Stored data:
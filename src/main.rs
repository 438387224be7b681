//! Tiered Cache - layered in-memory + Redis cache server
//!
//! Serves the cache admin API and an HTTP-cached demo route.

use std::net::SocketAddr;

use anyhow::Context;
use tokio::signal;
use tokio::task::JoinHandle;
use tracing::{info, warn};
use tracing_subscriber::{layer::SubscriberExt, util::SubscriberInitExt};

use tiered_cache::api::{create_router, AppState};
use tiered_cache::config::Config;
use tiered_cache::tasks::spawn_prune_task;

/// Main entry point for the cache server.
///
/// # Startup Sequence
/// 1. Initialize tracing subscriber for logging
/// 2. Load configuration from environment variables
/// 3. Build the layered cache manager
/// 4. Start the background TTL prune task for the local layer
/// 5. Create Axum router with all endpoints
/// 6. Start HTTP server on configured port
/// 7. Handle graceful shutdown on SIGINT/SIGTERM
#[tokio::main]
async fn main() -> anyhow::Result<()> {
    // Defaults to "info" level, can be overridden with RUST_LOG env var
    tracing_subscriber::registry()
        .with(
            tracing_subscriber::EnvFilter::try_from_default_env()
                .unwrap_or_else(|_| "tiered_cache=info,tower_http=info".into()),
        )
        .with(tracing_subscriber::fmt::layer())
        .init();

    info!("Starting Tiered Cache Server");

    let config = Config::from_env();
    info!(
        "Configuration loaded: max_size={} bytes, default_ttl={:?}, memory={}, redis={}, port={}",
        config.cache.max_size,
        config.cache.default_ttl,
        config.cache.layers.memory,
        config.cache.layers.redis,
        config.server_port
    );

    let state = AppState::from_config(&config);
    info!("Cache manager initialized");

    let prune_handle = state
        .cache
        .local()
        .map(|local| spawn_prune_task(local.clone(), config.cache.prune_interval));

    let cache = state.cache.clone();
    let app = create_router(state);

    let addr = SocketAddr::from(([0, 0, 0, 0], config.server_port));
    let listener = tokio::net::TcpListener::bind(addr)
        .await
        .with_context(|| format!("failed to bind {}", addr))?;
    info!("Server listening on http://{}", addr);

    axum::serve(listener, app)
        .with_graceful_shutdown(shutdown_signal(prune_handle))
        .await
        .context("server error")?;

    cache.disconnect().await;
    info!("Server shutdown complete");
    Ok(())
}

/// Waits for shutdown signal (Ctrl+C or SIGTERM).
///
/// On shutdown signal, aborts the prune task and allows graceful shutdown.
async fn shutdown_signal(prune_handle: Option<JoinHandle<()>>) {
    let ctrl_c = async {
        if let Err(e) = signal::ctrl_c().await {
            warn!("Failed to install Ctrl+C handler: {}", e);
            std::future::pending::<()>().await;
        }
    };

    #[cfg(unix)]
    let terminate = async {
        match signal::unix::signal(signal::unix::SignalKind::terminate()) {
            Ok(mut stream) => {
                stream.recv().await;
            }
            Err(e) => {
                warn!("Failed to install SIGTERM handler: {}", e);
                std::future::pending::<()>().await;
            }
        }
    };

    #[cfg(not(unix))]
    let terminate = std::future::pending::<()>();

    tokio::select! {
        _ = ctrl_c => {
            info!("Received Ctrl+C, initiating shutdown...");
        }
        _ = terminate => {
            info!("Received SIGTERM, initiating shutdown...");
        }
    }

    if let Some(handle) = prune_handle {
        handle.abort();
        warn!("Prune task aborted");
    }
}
==
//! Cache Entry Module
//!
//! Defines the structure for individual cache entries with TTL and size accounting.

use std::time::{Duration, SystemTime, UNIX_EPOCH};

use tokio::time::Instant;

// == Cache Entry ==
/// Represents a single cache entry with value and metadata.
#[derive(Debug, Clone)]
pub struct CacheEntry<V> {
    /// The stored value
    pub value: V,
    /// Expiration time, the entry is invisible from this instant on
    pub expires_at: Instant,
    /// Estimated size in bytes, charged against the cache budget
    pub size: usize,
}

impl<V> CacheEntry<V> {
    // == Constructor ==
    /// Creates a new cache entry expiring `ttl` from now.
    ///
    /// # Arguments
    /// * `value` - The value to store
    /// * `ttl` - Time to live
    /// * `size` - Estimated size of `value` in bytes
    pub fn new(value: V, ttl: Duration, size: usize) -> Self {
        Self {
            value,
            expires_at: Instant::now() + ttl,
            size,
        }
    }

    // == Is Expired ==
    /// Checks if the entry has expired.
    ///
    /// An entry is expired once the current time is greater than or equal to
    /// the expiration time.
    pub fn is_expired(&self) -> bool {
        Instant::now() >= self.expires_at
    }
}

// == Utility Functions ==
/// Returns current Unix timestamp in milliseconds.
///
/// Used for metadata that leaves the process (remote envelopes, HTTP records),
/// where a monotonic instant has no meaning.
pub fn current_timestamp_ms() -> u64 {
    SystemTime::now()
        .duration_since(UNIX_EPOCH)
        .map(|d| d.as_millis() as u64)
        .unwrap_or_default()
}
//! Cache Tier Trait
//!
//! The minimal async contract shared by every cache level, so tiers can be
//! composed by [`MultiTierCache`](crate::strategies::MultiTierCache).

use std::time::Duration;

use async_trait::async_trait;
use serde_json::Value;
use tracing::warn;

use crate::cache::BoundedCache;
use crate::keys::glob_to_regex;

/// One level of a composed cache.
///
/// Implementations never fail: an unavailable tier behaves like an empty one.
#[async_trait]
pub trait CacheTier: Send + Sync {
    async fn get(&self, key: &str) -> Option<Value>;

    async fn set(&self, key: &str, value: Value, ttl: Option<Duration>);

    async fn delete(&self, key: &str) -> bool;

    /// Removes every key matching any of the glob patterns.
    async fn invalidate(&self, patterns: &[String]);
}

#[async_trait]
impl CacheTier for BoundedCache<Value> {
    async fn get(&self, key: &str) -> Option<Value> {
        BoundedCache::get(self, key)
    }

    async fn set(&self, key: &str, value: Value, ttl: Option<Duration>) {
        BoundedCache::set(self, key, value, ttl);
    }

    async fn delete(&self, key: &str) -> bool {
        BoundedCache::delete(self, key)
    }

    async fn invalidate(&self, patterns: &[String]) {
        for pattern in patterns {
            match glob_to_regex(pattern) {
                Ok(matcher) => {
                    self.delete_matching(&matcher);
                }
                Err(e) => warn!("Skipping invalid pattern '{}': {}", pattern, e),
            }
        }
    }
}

**Exercise brief**: Using the records above, pull out each line where the word "manager" occurs.

**Response to this task**:
/// 3. Build the layered cache manager
    info!("Cache manager initialized");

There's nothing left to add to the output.